My sixth visit and this romance is not cooling down. On the contrary it just keeps getting hotter, so I guess it must be real love.
I admit I’ve been in love before. Not with countries but rather with cities; Madrid (I was very young) was followed by London and who has never had a little fling with Berlin?
But with Israel it’s different. It’s real and probably it will last until one of us dies. And I hope I will die before Israel (if you know what I mean) – that’s how real my love is.
And Tel Aviv, my dirty little bitch, oh, how I adore you.
I know, I know, people keep telling me that Tel Aviv is not the “real” Israel. And yes, after having travelled to many places in the country I understand that Tel Aviv is different. And I like this kind of “different”.
If I would be a city I would be Tel Aviv.

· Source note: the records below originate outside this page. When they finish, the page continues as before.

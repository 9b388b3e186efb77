use crate::core::models::cell::{CellId, ID_COLUMN};
use serde::Deserialize;
use std::path::Path;
use thiserror::Error;
use tracing::debug;

#[derive(Debug, Error)]
pub enum TableError {
    #[error("CSV parsing error for '{path}': {source}")]
    Csv { path: String, source: csv::Error },

    #[error("Missing column '{column}' in '{path}'")]
    MissingColumn { path: String, column: &'static str },

    #[error("Invalid value '{value}' in column '{column}' at line {line} of '{path}'")]
    InvalidValue {
        path: String,
        line: u64,
        column: String,
        value: String,
    },
}

/// An undirected adjacency between two cells, as listed in `neighbors.csv`.
#[derive(Debug, Clone, Copy, PartialEq, Eq, Hash, Deserialize)]
pub struct NeighborRelation {
    pub left: CellId,
    pub right: CellId,
}

/// A per-timepoint state table before it is merged into a run-wide schema.
#[derive(Debug, Clone, PartialEq)]
pub struct StateTable {
    /// Numeric column names in file order, without the identifier column.
    pub columns: Vec<String>,
    pub rows: Vec<(CellId, Vec<f64>)>,
}

fn csv_error(path: &Path, source: csv::Error) -> TableError {
    TableError::Csv {
        path: path.to_string_lossy().to_string(),
        source,
    }
}

pub fn read_neighbors(path: &Path) -> Result<Vec<NeighborRelation>, TableError> {
    let mut reader = csv::Reader::from_path(path).map_err(|e| csv_error(path, e))?;

    let mut relations = Vec::new();
    for result in reader.deserialize::<NeighborRelation>() {
        relations.push(result.map_err(|e| csv_error(path, e))?);
    }
    debug!("Read {} neighbor relations from {:?}", relations.len(), path);
    Ok(relations)
}

fn parse_level(raw: &str) -> Option<f64> {
    let raw = raw.trim();
    if raw.is_empty() {
        return Some(f64::NAN);
    }
    raw.parse::<f64>().ok()
}

fn parse_id(raw: &str) -> Option<CellId> {
    let raw = raw.trim();
    raw.parse::<CellId>().ok().or_else(|| {
        raw.parse::<f64>()
            .ok()
            .filter(|v| *v >= 0.0 && v.fract() == 0.0 && *v <= CellId::MAX as f64)
            .map(|v| v as CellId)
    })
}

pub fn read_states(path: &Path) -> Result<StateTable, TableError> {
    let path_str = || path.to_string_lossy().to_string();
    let mut reader = csv::Reader::from_path(path).map_err(|e| csv_error(path, e))?;

    let headers = reader.headers().map_err(|e| csv_error(path, e))?.clone();
    let id_position = headers
        .iter()
        .position(|h| h.trim() == ID_COLUMN)
        .ok_or_else(|| TableError::MissingColumn {
            path: path_str(),
            column: ID_COLUMN,
        })?;
    let columns: Vec<String> = headers
        .iter()
        .enumerate()
        .filter(|(i, _)| *i != id_position)
        .map(|(_, h)| h.trim().to_string())
        .collect();

    let mut rows = Vec::new();
    for result in reader.records() {
        let record = result.map_err(|e| csv_error(path, e))?;
        let line = record.position().map_or(0, |p| p.line());

        let raw_id = record.get(id_position).unwrap_or_default();
        let id = parse_id(raw_id).ok_or_else(|| TableError::InvalidValue {
            path: path_str(),
            line,
            column: ID_COLUMN.to_string(),
            value: raw_id.to_string(),
        })?;

        let mut values = Vec::with_capacity(columns.len());
        for (i, raw) in record.iter().enumerate() {
            if i == id_position {
                continue;
            }
            let value = parse_level(raw).ok_or_else(|| TableError::InvalidValue {
                path: path_str(),
                line,
                column: headers.get(i).unwrap_or_default().to_string(),
                value: raw.to_string(),
            })?;
            values.push(value);
        }
        rows.push((id, values));
    }

    debug!("Read {} cell rows from {:?}", rows.len(), path);
    Ok(StateTable { columns, rows })
}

I’ve never experienced the Tel Aviv energy anywhere else. Nor the atmosphere, which is outstanding.
Tel Aviv to me is inviting, exciting, seducing and tolerant.
Just the way I like it.
On this sixth trip I also visited Haifa for the very first time. Getting off the train and seeing the beauty of Lady Haifa in front of me amazed me. Wow!
What a beautiful city. And such great food!
But wherever I’ve been in Israel, when returning to Tel Aviv I feel in heart and soul that I am coming back home.
Every time I visit Israel I meet many, many wonderful people and this time was no exception. Old friends and new ones shared their personal stories and thoughts on the country. The conversations were many, versatile and truly interesting. Thanks to you all!
Then, coming back to Sweden (never mind the weather: -10° C) it hits me. The PID (Post-Israel Depression). It’s nothing I made up myself – many of my friends, who share this love for Israel, know exactly what I’m talking about.
Symptoms include: apathy, listening exclusively to Hebrew music (often the saddest of songs), watching Israeli movies (sad ones, that make you cry a LOT) and later on also anger and despair. And boredom.
Thankfully I have an understanding significant other: “No wonder you feel depressed. You just came back from Israel a couple of days ago and you feel that you belong there. It’s a natural reaction.”
One moment I was sitting under the Israeli sun, sipping on a Goldstar and talking to intelligent Israelis. You know, the people who in Swedish media are portrayed as nothing short of monsters.
And all of a sudden I am back in Sweden where, the day after the elections, a headline in the biggest tabloid reads: “Israel voted for more violence”. (Screenshot here.)
Just so you know what a pro-Israel blogger is up against in this country… (A LOT of work!)
When I suffer from PID I remember all the great moments I experienced in Israel. Like when those two happy guys recognised me and said “toda raba” for “what I do”. Or when the day before I packed my bags and left, a man stopped me on the street. He asked me if I am who I am and then he said:
I appreciate your work very much.
That sentence will save me many times in the future.
OK, I am now going to continue my suffering.
I’ll listen to Shiri Maimon or Nathan Goshen and sob a little.
I love you, Israel.
(And of course I’m already planning my comeback!)